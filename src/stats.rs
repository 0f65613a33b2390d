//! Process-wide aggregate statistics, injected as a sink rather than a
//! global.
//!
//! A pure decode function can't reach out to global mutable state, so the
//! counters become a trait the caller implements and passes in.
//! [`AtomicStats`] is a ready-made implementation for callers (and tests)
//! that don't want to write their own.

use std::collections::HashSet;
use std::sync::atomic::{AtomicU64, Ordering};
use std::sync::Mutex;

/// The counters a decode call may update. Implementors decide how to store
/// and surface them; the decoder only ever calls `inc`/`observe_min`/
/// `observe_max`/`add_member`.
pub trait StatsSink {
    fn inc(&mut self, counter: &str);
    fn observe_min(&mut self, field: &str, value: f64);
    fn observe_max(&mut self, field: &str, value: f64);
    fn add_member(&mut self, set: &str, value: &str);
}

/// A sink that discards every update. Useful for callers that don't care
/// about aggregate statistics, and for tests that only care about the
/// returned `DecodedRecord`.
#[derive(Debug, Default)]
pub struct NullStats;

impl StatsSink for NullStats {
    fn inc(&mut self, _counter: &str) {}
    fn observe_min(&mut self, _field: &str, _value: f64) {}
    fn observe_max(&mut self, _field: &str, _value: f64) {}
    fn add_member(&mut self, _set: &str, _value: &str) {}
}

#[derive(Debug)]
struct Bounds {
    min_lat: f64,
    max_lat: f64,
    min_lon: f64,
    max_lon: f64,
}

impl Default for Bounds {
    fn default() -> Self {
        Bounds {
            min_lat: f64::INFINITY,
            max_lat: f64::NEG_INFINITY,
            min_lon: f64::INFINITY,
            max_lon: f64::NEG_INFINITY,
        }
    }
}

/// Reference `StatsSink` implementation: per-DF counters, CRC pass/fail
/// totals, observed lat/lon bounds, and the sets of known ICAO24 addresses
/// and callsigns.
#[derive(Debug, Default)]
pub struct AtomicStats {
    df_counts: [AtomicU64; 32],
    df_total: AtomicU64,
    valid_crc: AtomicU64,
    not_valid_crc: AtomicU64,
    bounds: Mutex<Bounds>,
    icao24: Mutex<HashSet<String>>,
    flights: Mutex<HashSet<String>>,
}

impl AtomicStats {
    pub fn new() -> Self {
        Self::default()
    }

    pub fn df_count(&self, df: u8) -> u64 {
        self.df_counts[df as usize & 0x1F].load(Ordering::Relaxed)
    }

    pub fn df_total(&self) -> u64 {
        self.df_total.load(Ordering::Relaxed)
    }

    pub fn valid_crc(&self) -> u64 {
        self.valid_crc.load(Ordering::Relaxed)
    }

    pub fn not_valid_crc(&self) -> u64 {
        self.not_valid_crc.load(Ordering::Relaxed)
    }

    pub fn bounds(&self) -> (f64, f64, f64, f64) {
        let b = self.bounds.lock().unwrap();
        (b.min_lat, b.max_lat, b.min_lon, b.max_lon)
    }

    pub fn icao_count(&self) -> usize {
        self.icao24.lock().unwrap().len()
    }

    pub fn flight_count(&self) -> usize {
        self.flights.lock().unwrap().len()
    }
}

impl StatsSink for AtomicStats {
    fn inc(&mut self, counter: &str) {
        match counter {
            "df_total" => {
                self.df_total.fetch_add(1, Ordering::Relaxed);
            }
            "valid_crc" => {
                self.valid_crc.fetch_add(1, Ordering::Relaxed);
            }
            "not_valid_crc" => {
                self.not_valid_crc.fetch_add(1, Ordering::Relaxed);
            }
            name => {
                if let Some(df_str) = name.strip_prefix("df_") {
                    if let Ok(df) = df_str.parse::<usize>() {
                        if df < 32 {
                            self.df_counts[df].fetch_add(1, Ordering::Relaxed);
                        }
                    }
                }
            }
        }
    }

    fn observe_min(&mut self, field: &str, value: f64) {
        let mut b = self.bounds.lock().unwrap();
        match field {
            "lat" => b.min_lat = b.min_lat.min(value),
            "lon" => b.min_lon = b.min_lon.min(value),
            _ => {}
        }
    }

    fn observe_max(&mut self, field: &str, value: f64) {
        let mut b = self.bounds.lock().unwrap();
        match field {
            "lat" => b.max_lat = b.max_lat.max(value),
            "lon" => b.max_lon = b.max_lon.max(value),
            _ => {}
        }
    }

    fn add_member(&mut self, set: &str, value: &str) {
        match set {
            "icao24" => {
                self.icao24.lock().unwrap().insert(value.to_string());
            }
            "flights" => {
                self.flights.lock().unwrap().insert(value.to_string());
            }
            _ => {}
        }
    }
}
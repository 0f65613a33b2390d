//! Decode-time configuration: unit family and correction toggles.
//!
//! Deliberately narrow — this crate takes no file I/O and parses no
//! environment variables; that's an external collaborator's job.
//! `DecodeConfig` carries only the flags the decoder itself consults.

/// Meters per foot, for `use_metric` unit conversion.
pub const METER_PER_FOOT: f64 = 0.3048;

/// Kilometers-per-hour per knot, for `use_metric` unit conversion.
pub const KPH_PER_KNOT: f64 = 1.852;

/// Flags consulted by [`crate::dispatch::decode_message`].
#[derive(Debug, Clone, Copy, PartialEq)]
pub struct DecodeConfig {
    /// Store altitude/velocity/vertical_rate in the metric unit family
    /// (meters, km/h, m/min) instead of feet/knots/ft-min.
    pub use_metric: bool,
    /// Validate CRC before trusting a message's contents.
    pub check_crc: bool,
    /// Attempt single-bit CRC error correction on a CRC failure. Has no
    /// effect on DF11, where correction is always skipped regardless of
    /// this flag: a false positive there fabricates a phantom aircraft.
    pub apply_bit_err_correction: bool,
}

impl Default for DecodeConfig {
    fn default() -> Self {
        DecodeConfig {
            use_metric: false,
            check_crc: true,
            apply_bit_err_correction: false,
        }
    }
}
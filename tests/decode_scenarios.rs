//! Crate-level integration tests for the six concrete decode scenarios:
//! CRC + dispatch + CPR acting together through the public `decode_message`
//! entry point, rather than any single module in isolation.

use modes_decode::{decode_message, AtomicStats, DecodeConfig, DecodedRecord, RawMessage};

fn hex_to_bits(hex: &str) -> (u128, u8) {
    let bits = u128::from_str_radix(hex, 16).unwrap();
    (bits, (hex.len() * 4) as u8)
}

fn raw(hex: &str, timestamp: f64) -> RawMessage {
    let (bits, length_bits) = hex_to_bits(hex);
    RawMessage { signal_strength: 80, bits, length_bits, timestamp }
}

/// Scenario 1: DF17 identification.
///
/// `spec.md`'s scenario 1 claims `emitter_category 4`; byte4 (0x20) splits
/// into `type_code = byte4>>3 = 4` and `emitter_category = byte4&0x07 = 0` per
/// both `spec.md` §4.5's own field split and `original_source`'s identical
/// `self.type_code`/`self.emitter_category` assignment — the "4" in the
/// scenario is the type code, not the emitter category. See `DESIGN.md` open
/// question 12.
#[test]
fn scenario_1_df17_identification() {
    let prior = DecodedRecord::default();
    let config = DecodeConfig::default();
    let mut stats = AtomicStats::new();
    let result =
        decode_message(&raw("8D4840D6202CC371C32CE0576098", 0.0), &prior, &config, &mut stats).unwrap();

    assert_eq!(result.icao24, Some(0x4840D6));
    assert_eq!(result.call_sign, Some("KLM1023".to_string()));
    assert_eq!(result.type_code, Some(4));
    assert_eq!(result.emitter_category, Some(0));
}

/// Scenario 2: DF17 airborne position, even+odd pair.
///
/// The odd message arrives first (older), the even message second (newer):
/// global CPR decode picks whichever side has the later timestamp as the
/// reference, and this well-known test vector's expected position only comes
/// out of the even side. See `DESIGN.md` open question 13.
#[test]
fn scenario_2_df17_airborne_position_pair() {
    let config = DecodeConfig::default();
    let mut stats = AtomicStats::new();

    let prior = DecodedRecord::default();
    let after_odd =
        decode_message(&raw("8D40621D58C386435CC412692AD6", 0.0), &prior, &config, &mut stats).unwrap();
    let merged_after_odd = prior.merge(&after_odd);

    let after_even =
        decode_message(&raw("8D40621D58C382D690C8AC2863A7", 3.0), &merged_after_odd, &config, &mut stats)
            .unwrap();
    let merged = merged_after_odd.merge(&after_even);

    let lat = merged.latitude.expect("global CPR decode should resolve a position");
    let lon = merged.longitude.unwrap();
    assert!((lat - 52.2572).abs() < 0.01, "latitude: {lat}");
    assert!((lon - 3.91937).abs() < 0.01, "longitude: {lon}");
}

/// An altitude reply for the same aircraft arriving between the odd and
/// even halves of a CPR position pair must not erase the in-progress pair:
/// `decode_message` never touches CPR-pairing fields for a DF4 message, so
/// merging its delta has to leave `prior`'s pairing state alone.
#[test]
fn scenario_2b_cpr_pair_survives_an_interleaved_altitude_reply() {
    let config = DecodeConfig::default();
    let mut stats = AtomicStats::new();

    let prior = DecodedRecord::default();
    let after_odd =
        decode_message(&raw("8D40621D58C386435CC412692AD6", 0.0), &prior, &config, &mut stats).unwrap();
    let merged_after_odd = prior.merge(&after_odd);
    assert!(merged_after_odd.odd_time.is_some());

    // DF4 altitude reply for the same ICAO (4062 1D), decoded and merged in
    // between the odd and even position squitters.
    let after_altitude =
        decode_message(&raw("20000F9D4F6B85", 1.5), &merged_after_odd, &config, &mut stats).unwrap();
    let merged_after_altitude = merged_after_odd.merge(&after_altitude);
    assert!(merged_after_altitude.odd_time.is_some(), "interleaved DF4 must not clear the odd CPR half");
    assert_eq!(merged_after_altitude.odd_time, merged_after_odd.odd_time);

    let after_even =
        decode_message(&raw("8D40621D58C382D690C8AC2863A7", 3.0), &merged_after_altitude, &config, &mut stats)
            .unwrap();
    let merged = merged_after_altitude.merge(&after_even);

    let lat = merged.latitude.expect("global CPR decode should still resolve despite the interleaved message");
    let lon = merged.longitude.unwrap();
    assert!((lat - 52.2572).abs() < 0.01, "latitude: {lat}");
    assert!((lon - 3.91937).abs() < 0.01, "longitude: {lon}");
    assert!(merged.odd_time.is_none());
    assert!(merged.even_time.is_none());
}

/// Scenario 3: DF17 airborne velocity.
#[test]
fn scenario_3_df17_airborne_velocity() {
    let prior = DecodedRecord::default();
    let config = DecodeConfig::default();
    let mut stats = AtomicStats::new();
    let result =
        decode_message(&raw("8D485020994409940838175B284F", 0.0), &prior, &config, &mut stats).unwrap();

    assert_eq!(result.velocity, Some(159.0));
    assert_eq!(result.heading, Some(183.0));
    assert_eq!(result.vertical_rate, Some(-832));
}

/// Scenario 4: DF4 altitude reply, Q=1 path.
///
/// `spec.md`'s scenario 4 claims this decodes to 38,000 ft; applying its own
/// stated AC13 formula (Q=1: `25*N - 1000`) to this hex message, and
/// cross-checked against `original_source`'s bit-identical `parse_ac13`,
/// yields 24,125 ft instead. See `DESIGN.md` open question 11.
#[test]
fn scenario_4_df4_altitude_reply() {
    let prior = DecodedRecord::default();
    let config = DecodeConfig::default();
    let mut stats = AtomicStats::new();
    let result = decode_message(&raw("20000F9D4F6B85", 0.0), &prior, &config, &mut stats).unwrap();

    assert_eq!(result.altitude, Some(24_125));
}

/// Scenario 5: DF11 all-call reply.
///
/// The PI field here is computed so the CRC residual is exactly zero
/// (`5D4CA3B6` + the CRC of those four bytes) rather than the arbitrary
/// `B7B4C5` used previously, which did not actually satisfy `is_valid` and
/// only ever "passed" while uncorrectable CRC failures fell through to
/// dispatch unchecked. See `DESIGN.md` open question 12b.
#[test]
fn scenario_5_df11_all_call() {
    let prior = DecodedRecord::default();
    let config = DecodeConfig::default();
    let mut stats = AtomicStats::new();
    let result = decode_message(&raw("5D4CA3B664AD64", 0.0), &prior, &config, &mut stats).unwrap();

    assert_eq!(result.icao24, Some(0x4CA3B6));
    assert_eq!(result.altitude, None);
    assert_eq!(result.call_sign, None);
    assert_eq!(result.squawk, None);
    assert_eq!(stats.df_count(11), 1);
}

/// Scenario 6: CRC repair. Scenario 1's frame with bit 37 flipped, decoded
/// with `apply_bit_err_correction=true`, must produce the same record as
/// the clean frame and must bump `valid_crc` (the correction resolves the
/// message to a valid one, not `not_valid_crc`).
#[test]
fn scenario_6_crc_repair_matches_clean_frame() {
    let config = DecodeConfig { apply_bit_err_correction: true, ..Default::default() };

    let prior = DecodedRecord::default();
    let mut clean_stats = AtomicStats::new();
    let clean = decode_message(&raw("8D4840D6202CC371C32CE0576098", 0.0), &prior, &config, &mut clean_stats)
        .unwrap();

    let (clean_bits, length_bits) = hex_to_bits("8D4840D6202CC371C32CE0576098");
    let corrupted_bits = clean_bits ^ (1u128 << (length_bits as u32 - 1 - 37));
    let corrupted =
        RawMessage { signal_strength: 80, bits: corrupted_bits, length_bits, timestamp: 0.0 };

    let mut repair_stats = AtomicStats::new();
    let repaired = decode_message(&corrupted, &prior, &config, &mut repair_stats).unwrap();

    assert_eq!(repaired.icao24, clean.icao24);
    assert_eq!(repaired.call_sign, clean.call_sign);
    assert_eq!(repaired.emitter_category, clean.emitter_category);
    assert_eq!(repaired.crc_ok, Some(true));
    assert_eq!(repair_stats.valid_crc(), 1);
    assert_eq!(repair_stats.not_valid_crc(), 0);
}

════

**Requirement:** Reproduce every line from the listing above that holds the word "rather".

**Answer to the problem:**
//! Process-wide aggregate statistics, injected as a sink rather than a
//! entry point, rather than any single module in isolation.
/// (`5D4CA3B6` + the CRC of those four bytes) rather than the arbitrary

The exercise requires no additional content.